[Collected data]
┌──
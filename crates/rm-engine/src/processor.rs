//! Host adapter trait for block-based audio effects.

use rm_dsp::{AudioBuffer, ChannelConfig};

use crate::engine::EngineError;

/// Static metadata a host shim reports for a processor.
#[derive(Clone, Copy, Debug, PartialEq)]
pub struct ProcessorInfo {
    pub name: &'static str,
    pub vendor: &'static str,
    pub tail_seconds: f64,
    pub accepts_midi: bool,
    pub produces_midi: bool,
}

/// What a host needs from an in-place effect.
///
/// `prepare` and `release` run on a non-realtime thread. The `process*`
/// methods run on the audio thread and must not block or allocate.
pub trait AudioProcessor: Send {
    fn info(&self) -> &ProcessorInfo;

    /// Whether the processor can run with the given bus layout.
    fn supports_layout(&self, layout: ChannelConfig) -> bool;

    fn prepare(&mut self, sample_rate: f64, max_block_size: usize) -> Result<(), EngineError>;

    /// Process a planar block in place.
    fn process(&mut self, buffer: &mut AudioBuffer);

    /// Process an interleaved block in place.
    fn process_interleaved(&mut self, data: &mut [f32], channels: usize);

    fn release(&mut self);
}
└──
▸ Task objective:
In the data above, find each line where the string "ProcessorInfo" appears, then copy it.

▸ Response:
pub struct ProcessorInfo {
    fn info(&self) -> &ProcessorInfo;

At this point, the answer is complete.